Among the records below, find the lines containing "which" and state only how many there are.

Stored data entries:
● ● ● ● ● ● ●
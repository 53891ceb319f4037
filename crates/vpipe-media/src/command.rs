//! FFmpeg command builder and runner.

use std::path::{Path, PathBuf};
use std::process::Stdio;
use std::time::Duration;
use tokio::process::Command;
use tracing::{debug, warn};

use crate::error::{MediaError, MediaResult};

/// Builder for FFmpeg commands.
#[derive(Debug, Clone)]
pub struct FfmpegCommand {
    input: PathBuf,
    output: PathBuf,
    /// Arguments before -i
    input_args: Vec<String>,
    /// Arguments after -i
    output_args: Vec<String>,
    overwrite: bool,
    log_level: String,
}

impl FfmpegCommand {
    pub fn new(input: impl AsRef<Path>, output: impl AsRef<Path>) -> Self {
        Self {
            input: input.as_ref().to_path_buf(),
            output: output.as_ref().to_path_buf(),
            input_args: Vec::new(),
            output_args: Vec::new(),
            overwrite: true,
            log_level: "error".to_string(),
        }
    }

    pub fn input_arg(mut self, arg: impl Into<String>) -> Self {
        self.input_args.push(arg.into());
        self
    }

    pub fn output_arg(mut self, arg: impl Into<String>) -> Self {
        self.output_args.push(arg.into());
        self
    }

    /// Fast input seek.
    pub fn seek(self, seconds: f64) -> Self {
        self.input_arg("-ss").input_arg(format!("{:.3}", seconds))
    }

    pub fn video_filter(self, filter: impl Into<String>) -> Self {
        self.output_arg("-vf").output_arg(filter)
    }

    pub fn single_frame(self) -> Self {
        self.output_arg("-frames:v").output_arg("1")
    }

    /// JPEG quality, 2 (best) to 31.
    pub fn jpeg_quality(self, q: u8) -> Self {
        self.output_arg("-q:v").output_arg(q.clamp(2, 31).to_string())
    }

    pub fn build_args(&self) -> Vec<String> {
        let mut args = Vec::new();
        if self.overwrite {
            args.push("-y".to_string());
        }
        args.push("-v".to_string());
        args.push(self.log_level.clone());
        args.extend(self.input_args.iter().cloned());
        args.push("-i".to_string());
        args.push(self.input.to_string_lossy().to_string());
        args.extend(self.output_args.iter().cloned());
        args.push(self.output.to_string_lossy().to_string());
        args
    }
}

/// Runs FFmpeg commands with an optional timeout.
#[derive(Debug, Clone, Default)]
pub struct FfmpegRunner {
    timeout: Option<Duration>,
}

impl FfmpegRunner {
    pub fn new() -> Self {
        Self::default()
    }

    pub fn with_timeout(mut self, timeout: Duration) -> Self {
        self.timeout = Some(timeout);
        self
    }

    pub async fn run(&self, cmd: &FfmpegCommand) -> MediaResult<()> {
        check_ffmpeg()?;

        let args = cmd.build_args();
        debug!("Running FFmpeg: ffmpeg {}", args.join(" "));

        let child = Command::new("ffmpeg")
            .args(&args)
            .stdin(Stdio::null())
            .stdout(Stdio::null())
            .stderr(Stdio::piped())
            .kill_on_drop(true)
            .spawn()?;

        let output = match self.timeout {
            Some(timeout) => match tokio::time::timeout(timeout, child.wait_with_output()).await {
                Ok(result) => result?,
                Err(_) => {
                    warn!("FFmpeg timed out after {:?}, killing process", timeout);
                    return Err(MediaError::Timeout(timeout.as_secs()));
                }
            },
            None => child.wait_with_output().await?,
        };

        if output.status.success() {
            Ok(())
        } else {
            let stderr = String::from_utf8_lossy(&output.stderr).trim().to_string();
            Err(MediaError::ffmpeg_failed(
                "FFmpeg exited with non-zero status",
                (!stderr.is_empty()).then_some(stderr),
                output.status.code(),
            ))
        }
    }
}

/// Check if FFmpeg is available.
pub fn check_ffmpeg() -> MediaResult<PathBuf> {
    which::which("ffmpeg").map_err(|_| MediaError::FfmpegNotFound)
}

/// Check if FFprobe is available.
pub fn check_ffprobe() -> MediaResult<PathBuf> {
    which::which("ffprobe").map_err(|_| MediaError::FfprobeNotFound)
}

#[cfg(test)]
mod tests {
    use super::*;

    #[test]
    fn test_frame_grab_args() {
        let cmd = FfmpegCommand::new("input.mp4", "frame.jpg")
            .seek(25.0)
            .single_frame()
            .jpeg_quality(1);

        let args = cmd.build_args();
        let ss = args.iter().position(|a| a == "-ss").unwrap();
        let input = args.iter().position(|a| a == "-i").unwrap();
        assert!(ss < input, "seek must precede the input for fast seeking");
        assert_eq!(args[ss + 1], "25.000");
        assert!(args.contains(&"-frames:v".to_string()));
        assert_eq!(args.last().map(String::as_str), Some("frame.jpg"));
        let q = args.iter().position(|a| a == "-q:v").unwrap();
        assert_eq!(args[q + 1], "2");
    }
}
● ● ● ● ● ● ●
Solution for this problem:
2